Don’t bank on judicial review: the limited availability of review by the Courts of an Adjudicator’s
October 11, 2017
In the recent decision of Maxcon Constructions Pty Ltd v Vadasz (No 2)  SASCFC 2 the Full Court of the South Australian Supreme Court was asked to determine the circumstances in which an adjudicator’s decision can be reviewed by the Court.
Vadasz, a subcontractor, commenced adjudication proceedings against Maxcon, the head contractor, in relation to a payment schedule, in which Maxcon sought to deduct the retention sum under the contract from the amount payable. The adjudicator found that the retention sum provisions in the contract were void as they operated as “pay when paid” provisions under the Building and Construction Industry Security of Payment Act 2009 (SA) (SOPA).
Maxcon sought a declaration from the Supreme Court that the determination was void on several bases, including that the adjudicator had made a jurisdictional error, or error on the face of the record, in relation to the operation of the retention provisions in the contract, which meant that the determination should be overturned.
In dismissing the application, the Court held that the adjudicator made an error of law in determining that the retention provisions were “pay when paid” provisions, but there was no jurisdictional error. On appeal, the Full Court upheld the trial judge’s findings.
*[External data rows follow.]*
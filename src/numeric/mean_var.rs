//! Sample mean/variance, selection-based median, and covariance
//! accumulation over paired observations. NaN entries are treated as
//! absent throughout, matching the missingness convention used everywhere
//! else in this crate.

use ordered_float::OrderedFloat;

pub fn count_finite(x: &[f64]) -> usize {
    x.iter().filter(|v| !v.is_nan()).count()
}

/// Unbiased sample mean/variance. `None` if fewer than 2 finite
/// observations are present (NumericUnderflow at the kernel boundary).
pub fn mean_variance(x: &[f64]) -> Option<(f64, f64)> {
    let mut sum = 0.0;
    let mut sumsq = 0.0;
    let mut m = 0u64;
    for &v in x {
        if v.is_nan() {
            continue;
        }
        sum += v;
        sumsq += v * v;
        m += 1;
    }
    if m < 2 {
        return None;
    }
    let n = m as f64;
    let mean = sum / n;
    let var = (sumsq - n * mean * mean) / (n - 1.0);
    Some((mean, var))
}

/// Median via `select_nth_unstable`, the classic selection algorithm
/// rather than a full sort. `values` is reordered in place. `None` on an
/// empty slice.
pub fn median(values: &mut [f64]) -> Option<f64> {
    let n = values.len();
    if n == 0 {
        return None;
    }
    let mid = n / 2;
    let key = |v: &f64| OrderedFloat(*v);
    if n % 2 == 1 {
        let (_, &mut m, _) = values.select_nth_unstable_by_key(mid, key);
        Some(m)
    } else {
        let (lower, &mut hi, _) = values.select_nth_unstable_by_key(mid, key);
        let lo = lower
            .iter()
            .cloned()
            .fold(f64::NEG_INFINITY, f64::max);
        Some((lo + hi) / 2.0)
    }
}

/// Covariance accumulator over paired samples, skipping any index where
/// either side is NaN.
#[derive(Debug, Clone, Copy, Default)]
pub struct CovAccumulator {
    pub sum_xx: f64,
    pub sum_yy: f64,
    pub sum_xy: f64,
    pub n: usize,
}

impl CovAccumulator {
    pub fn from_pairs(xs: &[f64], ys: &[f64]) -> Option<Self> {
        let pairs: Vec<(f64, f64)> = xs
            .iter()
            .zip(ys.iter())
            .filter(|(x, y)| !x.is_nan() && !y.is_nan())
            .map(|(&x, &y)| (x, y))
            .collect();
        let n = pairs.len();
        if n < 2 {
            return None;
        }
        let nf = n as f64;
        let mean_x = pairs.iter().map(|p| p.0).sum::<f64>() / nf;
        let mean_y = pairs.iter().map(|p| p.1).sum::<f64>() / nf;
        let mut acc = CovAccumulator { n, ..Default::default() };
        for &(x, y) in &pairs {
            let dx = x - mean_x;
            let dy = y - mean_y;
            acc.sum_xx += dx * dx;
            acc.sum_yy += dy * dy;
            acc.sum_xy += dx * dy;
        }
        Some(acc)
    }

    pub fn pearson(&self) -> f64 {
        if self.sum_xx <= 0.0 || self.sum_yy <= 0.0 {
            return f64::NAN;
        }
        self.sum_xy / (self.sum_xx * self.sum_yy).sqrt()
    }
}

#[cfg(test)]
mod tests {
    use super::*;
    use approx::assert_relative_eq;

    #[test]
    fn mean_variance_basic() {
        let (mean, var) = mean_variance(&[1.0, 2.0, 3.0, 4.0]).unwrap();
        assert_relative_eq!(mean, 2.5, epsilon = 1e-9);
        assert_relative_eq!(var, 5.0 / 3.0, epsilon = 1e-9);
    }

    #[test]
    fn mean_variance_ignores_nan() {
        let (mean, _) = mean_variance(&[1.0, f64::NAN, 3.0]).unwrap();
        assert_relative_eq!(mean, 2.0, epsilon = 1e-9);
    }

    #[test]
    fn mean_variance_insufficient_data() {
        assert!(mean_variance(&[1.0]).is_none());
        assert!(mean_variance(&[]).is_none());
    }

    #[test]
    fn median_odd_and_even() {
        let mut odd = [5.0, 1.0, 3.0];
        assert_relative_eq!(median(&mut odd).unwrap(), 3.0, epsilon = 1e-9);
        let mut even = [4.0, 1.0, 3.0, 2.0];
        assert_relative_eq!(median(&mut even).unwrap(), 2.5, epsilon = 1e-9);
    }

    #[test]
    fn covariance_perfect_correlation() {
        let xs = [1.0, 2.0, 3.0, 4.0];
        let ys = [2.0, 4.0, 6.0, 8.0];
        let acc = CovAccumulator::from_pairs(&xs, &ys).unwrap();
        assert_relative_eq!(acc.pearson(), 1.0, epsilon = 1e-9);
    }

    #[test]
    fn covariance_skips_nan_pairs() {
        let xs = [1.0, 2.0, f64::NAN, 4.0];
        let ys = [1.0, 2.0, 9.0, 4.0];
        let acc = CovAccumulator::from_pairs(&xs, &ys).unwrap();
        assert_eq!(acc.n, 3);
    }
}
//! BAF/LRR Pearson correlation, computed separately within each of the
//! three genotype classes implied by the inferred A/B alleles (AA, AB,
//! BB).

use crate::numeric::mean_var::CovAccumulator;
use crate::record::Genotype;

/// `[r(AA), r(AB), r(BB)]`, `NaN` in any slot with fewer than 2 paired
/// observations. `None` entirely if `allele_a`/`allele_b` are undetermined.
pub fn baf_lrr_correlation(
    genotypes: &[Genotype],
    baf: &[Option<f64>],
    lrr: &[Option<f64>],
    allele_a: i32,
    allele_b: i32,
) -> Option<[f64; 3]> {
    if allele_a < 0 || allele_b < 0 {
        return None;
    }
    let allele_a = allele_a as u8;
    let allele_b = allele_b as u8;

    let classify = |gt: &Genotype| -> Option<usize> {
        match (gt.allele0, gt.allele1) {
            (Some(x), Some(y)) if x == allele_a && y == allele_a => Some(0),
            (Some(x), Some(y)) if (x == allele_a && y == allele_b) || (x == allele_b && y == allele_a) => Some(1),
            (Some(x), Some(y)) if x == allele_b && y == allele_b => Some(2),
            _ => None,
        }
    };

    let mut result = [f64::NAN; 3];
    for (class, slot) in result.iter_mut().enumerate() {
        let (xs, ys): (Vec<f64>, Vec<f64>) = genotypes
            .iter()
            .enumerate()
            .filter(|(_, gt)| classify(gt) == Some(class))
            .filter_map(|(i, _)| {
                let b = baf.get(i).copied().flatten()?;
                let l = lrr.get(i).copied().flatten()?;
                if b.is_nan() || l.is_nan() {
                    None
                } else {
                    Some((b, l))
                }
            })
            .unzip();
        if let Some(acc) = CovAccumulator::from_pairs(&xs, &ys) {
            *slot = acc.pearson();
        }
    }
    Some(result)
}

#[cfg(test)]
mod tests {
    use super::*;

    fn gt(a0: u8, a1: u8) -> Genotype {
        Genotype { allele0: Some(a0), allele1: Some(a1), phased: false }
    }

    #[test]
    fn undetermined_alleles_skip_correlation() {
        let genotypes = vec![gt(0, 0)];
        let baf = vec![Some(0.1)];
        let lrr = vec![Some(0.2)];
        assert_eq!(baf_lrr_correlation(&genotypes, &baf, &lrr, -1, -1), None);
    }

    #[test]
    fn per_class_correlation_is_computed_independently() {
        let genotypes = vec![gt(0, 0), gt(0, 0), gt(0, 0), gt(0, 1), gt(0, 1), gt(0, 1)];
        let baf = vec![Some(0.01), Some(0.02), Some(0.03), Some(0.5), Some(0.52), Some(0.48)];
        let lrr = vec![Some(0.1), Some(0.2), Some(0.3), Some(1.0), Some(0.9), Some(1.1)];
        let result = baf_lrr_correlation(&genotypes, &baf, &lrr, 0, 1).unwrap();
        assert!(result[0] > 0.9);
        assert!(result[2].is_nan()); // no BB samples present
    }
}
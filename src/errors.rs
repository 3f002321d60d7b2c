//! Error taxonomy: `ConfigError`/`SchemaError` are fatal at construction
//! time; `ReferenceError` is fatal per-record and stops the driver loop.
//! `NumericUnderflow`/`InferenceUndetermined` are deliberately absent —
//! spec.md §7 has both recovered locally and reflected as sentinel output
//! values, never surfaced as a `Result::Err`.

use std::path::PathBuf;

use thiserror::Error;

#[derive(Error, Debug, Clone, PartialEq)]
pub enum Error {
    #[error("configuration error: {0}")]
    ConfigError(String),

    #[error("gc_window must be a positive integer, got {window}")]
    NonPositiveWindow { window: i64 },

    #[error("cor_baf_lrr requires both BAF and LRR fields to be available")]
    CorrelationRequiresBafAndLrr,

    #[error("sample {name} is not present in the input and --force-samples was not given")]
    UnknownSample { name: String },

    #[error("sample selection cannot mix plain and `^`-prefixed (exclusion) names")]
    ContradictorySampleSelection,

    #[error("annotation {annotation} requires field {field}, which is absent from the input header")]
    MissingSchemaField {
        annotation: &'static str,
        field: &'static str,
    },

    #[error("failed to fetch reference sequence for {chrom}:{start}-{end}: {msg}")]
    ReferenceFetch {
        chrom: String,
        start: u64,
        end: u64,
        msg: String,
    },

    #[error("sex file {path:?} could not be read: {msg}")]
    SexFileRead { path: PathBuf, msg: String },

    #[error("sample subset file {path:?} could not be read: {msg}")]
    SampleFileRead { path: PathBuf, msg: String },
}

pub type Result<T> = std::result::Result<T, Error>;
//! Sample-subset selection grammar: a comma/newline-separated list of
//! names, optionally entirely `^`-prefixed to mean "exclude these", with
//! an `@file` indirection form. Kept as a pure string-parsing module with
//! no VCF header type at its boundary, so it is testable without
//! fixtures.

use std::collections::HashSet;
use std::path::Path;

use crate::errors::Error;

#[derive(Debug, Clone, PartialEq, Eq)]
pub enum SampleSelection {
    All,
    Include(Vec<String>),
    Exclude(HashSet<String>),
}

pub fn parse_sample_spec(spec: &str) -> Result<SampleSelection, Error> {
    let spec = spec.trim();
    if spec.is_empty() {
        return Ok(SampleSelection::All);
    }

    let body = if let Some(rest) = spec.strip_prefix('@') {
        let path = Path::new(rest);
        std::fs::read_to_string(path).map_err(|e| Error::SampleFileRead {
            path: path.to_path_buf(),
            msg: e.to_string(),
        })?
    } else {
        spec.to_string()
    };

    let entries: Vec<&str> = body
        .split(|c: char| c == ',' || c == '\n')
        .map(str::trim)
        .filter(|s| !s.is_empty())
        .collect();

    if entries.is_empty() {
        return Ok(SampleSelection::All);
    }

    let all_excluded = entries.iter().all(|e| e.starts_with('^'));
    let all_included = entries.iter().all(|e| !e.starts_with('^'));
    if !all_excluded && !all_included {
        return Err(Error::ContradictorySampleSelection);
    }

    if all_excluded {
        Ok(SampleSelection::Exclude(entries.iter().map(|e| e.trim_start_matches('^').to_string()).collect()))
    } else {
        Ok(SampleSelection::Include(entries.iter().map(|s| s.to_string()).collect()))
    }
}

/// Resolves a selection against the VCF header's sample order, returning
/// the 0-based indices to keep, in header order.
pub fn resolve_indices(
    selection: &SampleSelection,
    header_samples: &[String],
    force_samples: bool,
) -> Result<Vec<usize>, Error> {
    match selection {
        SampleSelection::All => Ok((0..header_samples.len()).collect()),
        SampleSelection::Include(names) => {
            let mut idx = Vec::with_capacity(names.len());
            for name in names {
                match header_samples.iter().position(|s| s == name) {
                    Some(i) => idx.push(i),
                    None if force_samples => {}
                    None => return Err(Error::UnknownSample { name: name.clone() }),
                }
            }
            Ok(idx)
        }
        SampleSelection::Exclude(excluded) => {
            if !force_samples {
                for name in excluded {
                    if !header_samples.iter().any(|s| s == name) {
                        return Err(Error::UnknownSample { name: name.clone() });
                    }
                }
            }
            Ok((0..header_samples.len()).filter(|&i| !excluded.contains(&header_samples[i])).collect())
        }
    }
}
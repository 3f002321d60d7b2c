//! Per-record input view and the small per-sample value types it is built
//! from. `RecordInput` is a plain, VCF/BCF-library-agnostic struct; the
//! `htslib_adapter` module is responsible for populating one per record.

/// Donor sex, as loaded from a sex file. `Unknown` covers both "absent
/// from the sex file" and "present but unrecognised code".
#[derive(Debug, Clone, Copy, PartialEq, Eq, Default)]
pub enum Sex {
    #[default]
    Unknown,
    Male,
    Female,
}

/// A single sample's genotype at a record, as two (possibly missing)
/// allele indices plus a phased flag. `allele0`/`allele1` follow VCF GT
/// order, i.e. `allele0` is the allele before the `/`/`|` separator.
#[derive(Debug, Clone, Copy, Default)]
pub struct Genotype {
    pub allele0: Option<u8>,
    pub allele1: Option<u8>,
    pub phased: bool,
}

impl Genotype {
    pub fn is_missing(&self) -> bool {
        self.allele0.is_none() || self.allele1.is_none()
    }

    /// Heterozygous in the spec's sense: exactly one reference (allele 0)
    /// and one non-reference allele. A genotype carrying two distinct
    /// non-reference alleles (e.g. `1/2`) is neither heterozygous nor
    /// homozygous here.
    pub fn is_het(&self) -> bool {
        match (self.allele0, self.allele1) {
            (Some(a), Some(b)) => a != b && (a == 0 || b == 0),
            _ => false,
        }
    }

    pub fn is_hom_ref(&self) -> bool {
        matches!((self.allele0, self.allele1), (Some(0), Some(0)))
    }

    pub fn is_hom_alt(&self) -> bool {
        matches!((self.allele0, self.allele1), (Some(a), Some(b)) if a == b && a != 0)
    }
}

/// Phase sign of a heterozygous genotype: `+1` for `0|<alt>`, `-1` for
/// `<alt>|0`, `0` for an unphased het. `None` for homozygous genotypes,
/// missing genotypes, and heterozygous genotypes between two distinct
/// non-reference alleles (no reference allele to anchor the sign on).
pub fn gt_phase(gt: &Genotype) -> Option<i8> {
    let (a0, a1) = match (gt.allele0, gt.allele1) {
        (Some(a0), Some(a1)) => (a0, a1),
        _ => return None,
    };
    if a0 == a1 || (a0 != 0 && a1 != 0) {
        return None;
    }
    if !gt.phased {
        return Some(0);
    }
    if a0 == 0 {
        Some(1)
    } else {
        Some(-1)
    }
}

/// Maps a format-field value to its sign bucket: `+1`/`-1`/`0`. `None`
/// for missing or NaN input.
pub fn sign(x: Option<f64>) -> Option<i8> {
    match x {
        None => None,
        Some(v) if v.is_nan() => None,
        Some(v) if v > 0.0 => Some(1),
        Some(v) if v < 0.0 => Some(-1),
        Some(_) => Some(0),
    }
}

/// Borrowed, library-agnostic view of one record's per-sample fields.
/// Every `Vec` is indexed by sample position and is expected to have
/// length `genotypes.len()`.
#[derive(Debug, Clone)]
pub struct RecordInput {
    /// Number of alleles at this site, including the reference (`REF` +
    /// `ALT`s).
    pub n_allele: u8,
    pub genotypes: Vec<Genotype>,
    pub ad: Vec<Option<(i32, i32)>>,
    pub baf: Vec<Option<f64>>,
    pub lrr: Vec<Option<f64>>,
    /// Arbitrary signed format field used for the `Bal`/`Bal_Phase`
    /// tests (spec.md's `F`), e.g. a parent-of-origin or strand-bias
    /// score. `None` per sample when the field is absent from this
    /// record.
    pub fmt_sign_field: Vec<Option<f64>>,
    /// Whether `F` is present anywhere in the input header at all (as
    /// opposed to merely absent on this record).
    pub fmt_field_present: bool,
}

#[cfg(test)]
mod tests {
    use super::*;

    fn gt(a0: Option<u8>, a1: Option<u8>, phased: bool) -> Genotype {
        Genotype { allele0: a0, allele1: a1, phased }
    }

    #[test]
    fn phase_sign_matches_spec_examples() {
        assert_eq!(gt_phase(&gt(Some(0), Some(1), true)), Some(1));
        assert_eq!(gt_phase(&gt(Some(1), Some(0), true)), Some(-1));
        assert_eq!(gt_phase(&gt(Some(0), Some(1), false)), Some(0));
        assert_eq!(gt_phase(&gt(Some(0), Some(0), true)), None);
        assert_eq!(gt_phase(&gt(None, Some(1), true)), None);
    }

    #[test]
    fn multiallelic_het_without_reference_has_no_phase_sign() {
        assert_eq!(gt_phase(&gt(Some(1), Some(2), true)), None);
    }

    #[test]
    fn het_definition_requires_exactly_one_reference_allele() {
        assert!(gt(Some(0), Some(1), false).is_het());
        assert!(!gt(Some(1), Some(2), false).is_het());
        assert!(!gt(Some(0), Some(0), false).is_het());
    }

    #[test]
    fn missingness_short_circuits_het_and_hom_checks() {
        let g = gt(None, Some(1), false);
        assert!(g.is_missing());
        assert!(!g.is_het());
        assert!(!g.is_hom_ref());
        assert!(!g.is_hom_alt());
    }

    #[test]
    fn sign_buckets() {
        assert_eq!(sign(Some(3.2)), Some(1));
        assert_eq!(sign(Some(-0.5)), Some(-1));
        assert_eq!(sign(Some(0.0)), Some(0));
        assert_eq!(sign(Some(f64::NAN)), None);
        assert_eq!(sign(None), None);
    }
}
//! Output of the `TestBattery`/`AlleleInference`/correlation stages for a
//! single record. Every field is `None` when its prerequisite data or
//! config knob was absent, so a caller can distinguish "not requested"
//! from "requested but numerically undetermined" (the latter surfaces as
//! a finite sentinel inside `Some`, per spec.md §7).

#[derive(Debug, Clone, Default, PartialEq)]
pub struct Annotation {
    pub ac_het: Option<u32>,
    pub ac_het_sex: Option<[u32; 2]>,
    pub ac_sex_test: Option<f64>,
    pub ac_het_phase: Option<[u32; 2]>,
    pub ac_het_phase_test: Option<f64>,
    pub bal: Option<[u32; 2]>,
    pub bal_test: Option<f64>,
    pub bal_phase: Option<[u32; 2]>,
    pub bal_phase_test: Option<f64>,
    pub ad_het: Option<[u64; 2]>,
    pub ad_het_test: Option<f64>,
    /// `[median BAF paternal, median BAF maternal, -log10(Welch p),
    /// -log10(Mann-Whitney p)]`.
    pub baf_phase_test: Option<[f64; 4]>,
    pub allele_a: Option<i32>,
    pub allele_b: Option<i32>,
    /// Pearson correlation of BAF against LRR within each inferred
    /// genotype class `[AA, AB, BB]`.
    pub cor_baf_lrr: Option<[f64; 3]>,
    /// GC fraction of the reference window around the record, when a
    /// reference FASTA was configured.
    pub gc: Option<f64>,
    /// CpG fraction of the same window.
    pub cpg: Option<f64>,
}
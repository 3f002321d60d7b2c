//! Exact two-sided binomial tail test, `P(|X - n/2| >= |k - n/2|)` under
//! `X ~ Binomial(n, 0.5)`, with a triangular cache of already-computed
//! rows and a regularized-incomplete-beta fallback once `n` grows past
//! the point where enumerating every row is worth it.

use crate::numeric::special::reg_incomplete_beta;

/// Above this `n`, the exact row is no longer cached; the tail is
/// evaluated directly via the regularized incomplete beta function
/// instead (see DESIGN.md open question #2).
const EXACT_MAX_N: i64 = 1000;

/// Triangular cache of two-sided binomial tail probabilities, keyed by
/// `n` then `k.min(n - k)`. Grows lazily, one row per distinct `n` seen;
/// never shrinks except via an explicit [`BinomialExactCache::release`].
#[derive(Debug, Default)]
pub struct BinomialExactCache {
    table: Vec<Vec<f64>>,
}

impl BinomialExactCache {
    pub fn new() -> Self {
        Self { table: Vec::new() }
    }

    /// Drops every cached row. Called automatically on the `n < 0`
    /// sentinel input; otherwise available for callers that want to
    /// bound memory between chromosomes.
    pub fn release(&mut self) {
        self.table.clear();
    }

    /// Two-sided exact binomial tail probability for `k` successes out of
    /// `n` trials at p = 0.5. `n < 0` is a release-and-NaN sentinel
    /// matching the aggregator's "zero trials, nothing to test" case.
    pub fn binom_exact(&mut self, k: i64, n: i64) -> f64 {
        if n < 0 {
            self.release();
            return f64::NAN;
        }
        assert!(k >= 0 && k <= n, "binom_exact requires 0 <= k <= n, got k={k}, n={n}");

        if n % 2 == 0 && k == n / 2 {
            return 1.0;
        }
        let kk = k.min(n - k);

        if n > EXACT_MAX_N {
            return (2.0 * reg_incomplete_beta(0.5, (n - kk) as f64, (kk + 1) as f64)).min(1.0);
        }

        self.ensure_row(n);
        self.table[n as usize][kk as usize]
    }

    fn ensure_row(&mut self, n: i64) {
        let idx = n as usize;
        if self.table.len() <= idx {
            self.table.resize_with(idx + 1, Vec::new);
        }
        if self.table[idx].is_empty() {
            self.table[idx] = Self::compute_row(n);
        }
    }

    /// `row[j] = 2 * P(X <= j)` for `X ~ Binomial(n, 0.5)`, `j` in
    /// `0..=n/2`, built by incrementally updating the running term
    /// `C(n, j) / 2^n` rather than computing each binomial coefficient
    /// from scratch (avoids overflow for `n` close to [`EXACT_MAX_N`]).
    fn compute_row(n: i64) -> Vec<f64> {
        let half = (n / 2) as usize;
        let mut row = Vec::with_capacity(half + 1);
        let mut term = 0.5f64.powi(n as i32);
        let mut cum = term;
        row.push((2.0 * cum).min(1.0));
        for j in 1..=half {
            term *= (n - j as i64 + 1) as f64 / j as f64;
            cum += term;
            row.push((2.0 * cum).min(1.0));
        }
        row
    }
}

#[cfg(test)]
mod tests {
    use super::*;
    use approx::assert_relative_eq;

    #[test]
    fn center_is_always_one() {
        let mut cache = BinomialExactCache::new();
        assert_relative_eq!(cache.binom_exact(5, 10), 1.0, epsilon = 1e-12);
        assert_relative_eq!(cache.binom_exact(0, 0), 1.0, epsilon = 1e-12);
    }

    #[test]
    fn symmetric_in_k_and_n_minus_k() {
        let mut cache = BinomialExactCache::new();
        assert_relative_eq!(cache.binom_exact(3, 10), cache.binom_exact(7, 10), epsilon = 1e-12);
    }

    #[test]
    fn extreme_k_gives_small_p() {
        let mut cache = BinomialExactCache::new();
        let p = cache.binom_exact(0, 10);
        assert_relative_eq!(p, 2.0 / 1024.0, epsilon = 1e-9);
    }

    #[test]
    fn large_n_uses_beta_fallback_and_stays_bounded() {
        let mut cache = BinomialExactCache::new();
        let p = cache.binom_exact(480, 1001);
        assert!(p > 0.0 && p <= 1.0);
        assert!(cache.table.len() <= 1); // large-n path never materializes a row
    }

    #[test]
    fn negative_n_releases_cache() {
        let mut cache = BinomialExactCache::new();
        cache.binom_exact(5, 10);
        assert!(!cache.table.is_empty());
        let p = cache.binom_exact(0, -1);
        assert!(p.is_nan());
        assert!(cache.table.is_empty());
    }

    #[test]
    fn cache_is_reused_across_calls_with_same_n() {
        let mut cache = BinomialExactCache::new();
        cache.binom_exact(2, 20);
        let rows_after_first = cache.table.iter().filter(|r| !r.is_empty()).count();
        cache.binom_exact(4, 20);
        let rows_after_second = cache.table.iter().filter(|r| !r.is_empty()).count();
        assert_eq!(rows_after_first, rows_after_second);
    }
}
In reaching its conclusion, the Full Court held that:
- The adjudicator had made an error in determining that the retention provisions were “pay when paid” provisions under SOPA, but had correctly understood, and operated within, the limits and functions of its powers.
- As the adjudicator had made an “error of law on the face of the record” rather than a jurisdictional error, it was bound to follow decisions of NSW courts and conclude that this type of error was not open to review by a court (despite the Full Court observing that it would have concluded otherwise in the absence of the NSW decisions).
The decision means that South Australia follows the approach taken by the courts in NSW and Western Australia, in limiting the grounds on which an adjudicator’s determination can be reviewed to instances where the adjudicator goes beyond the limits or functions of its powers.